那是一个不眠之夜,我第一次体验到了当妈的感觉。他意识不清地像个小孩一样,一会儿喊着要喝水,一会儿又喊冷,上厕所都得我扶着去。
空调开着,被子盖着,他还是冷得发抖,最后我只好把他抱在怀里取暖。像这样的胡闹,我却生不出一点气来,我自己后来都感到惊讶。
第二天他醒来发现自己在床上,而我坐在旁边,吓得打了个滚趴在了地上。
我终于还是没忍住,俯下身抬起他的头,轻轻在他额上吻了一下。
楼主,有点好奇为什么刚认识师姐的时候,您会yy如果师姐也是s,和她一起调教男友,这不都是男m的妄想么,楼主难道也觉得把就被自己碰过的初恋男友分享给别的女人一起调教是件很兴奋的事?

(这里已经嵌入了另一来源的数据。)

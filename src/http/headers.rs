//! HTTP header map with case-insensitive name lookup.

use std::fmt;

/// A case-insensitive, order-preserving HTTP header map.
///
/// Multiple values per name are allowed, matching HTTP/1.1 field semantics
/// (RFC 9110 §5.3). Lookups compare names ASCII-case-insensitively.
///
/// # Examples
///
/// ```
/// use ledgerd::http::Headers;
///
/// let mut headers = Headers::new();
/// headers.append("Content-Type", "application/json");
/// headers.append("X-Tag", "a");
/// headers.append("X-Tag", "b");
///
/// assert_eq!(headers.get("content-type"), Some("application/json"));
/// assert_eq!(headers.get_all("x-tag").collect::<Vec<_>>(), vec!["a", "b"]);
/// ```
#[derive(Debug, Clone, Default, PartialEq, Eq)]
pub struct Headers {
    entries: Vec<(String, String)>,
}

impl Headers {
    /// Creates an empty header map.
    pub fn new() -> Self {
        Self::default()
    }

    /// Creates a header map with room for `capacity` entries.
    pub fn with_capacity(capacity: usize) -> Self {
        Self {
            entries: Vec::with_capacity(capacity),
        }
    }

    /// Appends a header entry, keeping any existing values for the same name.
    pub fn append(&mut self, name: impl Into<String>, value: impl Into<String>) {
        self.entries.push((name.into(), value.into()));
    }

    /// Sets a header to a single value, dropping any previous values for the
    /// same name. Used by the proxy to rewrite hop-by-hop fields like
    /// `Host` and `Connection` before forwarding.
    pub fn set(&mut self, name: impl Into<String>, value: impl Into<String>) {
        let name = name.into();
        self.remove(&name);
        self.entries.push((name, value.into()));
    }

    /// Returns the first value for `name` (case-insensitive), or `None`.
    pub fn get(&self, name: &str) -> Option<&str> {
        self.entries
            .iter()
            .find(|(k, _)| k.eq_ignore_ascii_case(name))
            .map(|(_, v)| v.as_str())
    }

    /// Returns every value for `name` (case-insensitive), in insertion order.
    pub fn get_all<'a>(&'a self, name: &'a str) -> impl Iterator<Item = &'a str> + 'a {
        self.entries
            .iter()
            .filter(move |(k, _)| k.eq_ignore_ascii_case(name))
            .map(|(_, v)| v.as_str())
    }

    /// Removes all entries named `name` (case-insensitive).
    ///
    /// Returns `true` if anything was removed.
    pub fn remove(&mut self, name: &str) -> bool {
        let before = self.entries.len();
        self.entries.retain(|(k, _)| !k.eq_ignore_ascii_case(name));
        self.entries.len() < before
    }

    /// Returns `true` if at least one entry is named `name`.
    pub fn contains(&self, name: &str) -> bool {
        self.entries
            .iter()
            .any(|(k, _)| k.eq_ignore_ascii_case(name))
    }

    /// Returns the number of entries (not distinct names).
    pub fn len(&self) -> usize {
        self.entries.len()
    }

    /// Returns `true` if the map holds no entries.
    pub fn is_empty(&self) -> bool {
        self.entries.is_empty()
    }

    /// Iterates over all `(name, value)` pairs in insertion order.
    pub fn iter(&self) -> impl Iterator<Item = (&str, &str)> {
        self.entries.iter().map(|(k, v)| (k.as_str(), v.as_str()))
    }
}

impl FromIterator<(String, String)> for Headers {
    fn from_iter<I: IntoIterator<Item = (String, String)>>(iter: I) -> Self {
        Self {
            entries: iter.into_iter().collect(),
        }
    }
}

impl fmt::Display for Headers {
    fn fmt(&self, f: &mut fmt::Formatter<'_>) -> fmt::Result {
        for (name, value) in &self.entries {
            write!(f, "{name}: {value}\r\n")?;
        }
        Ok(())
    }
}

#[cfg(test)]
mod tests {
    use super::*;

    #[test]
    fn lookup_ignores_case() {
        let mut h = Headers::new();
        h.append("Content-Type", "application/json");
        assert_eq!(h.get("content-type"), Some("application/json"));
        assert_eq!(h.get("CONTENT-TYPE"), Some("application/json"));
    }

    #[test]
    fn append_preserves_multiple_values() {
        let mut h = Headers::new();
        h.append("Set-Cookie", "a=1");
        h.append("Set-Cookie", "b=2");
        assert_eq!(h.get_all("set-cookie").collect::<Vec<_>>(), vec!["a=1", "b=2"]);
        // `get` returns the first
        assert_eq!(h.get("set-cookie"), Some("a=1"));
    }

    #[test]
    fn set_replaces_all_values() {
        let mut h = Headers::new();
        h.append("Connection", "keep-alive");
        h.append("connection", "upgrade");
        h.set("Connection", "close");
        assert_eq!(h.get_all("connection").collect::<Vec<_>>(), vec!["close"]);
    }

    #[test]
    fn remove_clears_every_entry_for_name() {
        let mut h = Headers::new();
        h.append("X-Tag", "a");
        h.append("x-tag", "b");
        assert!(h.remove("X-TAG"));
        assert!(h.is_empty());
        assert!(!h.remove("x-tag"));
    }

    #[test]
    fn contains_and_len() {
        let mut h = Headers::new();
        h.append("Host", "localhost");
        assert!(h.contains("host"));
        assert!(!h.contains("x-missing"));
        assert_eq!(h.len(), 1);
    }
}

初高中时候外在形象真的很像你男友 除了m属性生活方式和名声也有点像 被认为很矜持很保守很君子 如果他不自爆的话 估计还是那种会信誓旦旦跟你说结婚前不会跟你上床的人把
感觉他一开始只是程度深的足控,然后在你的魔爪之下发现了新大陆。。。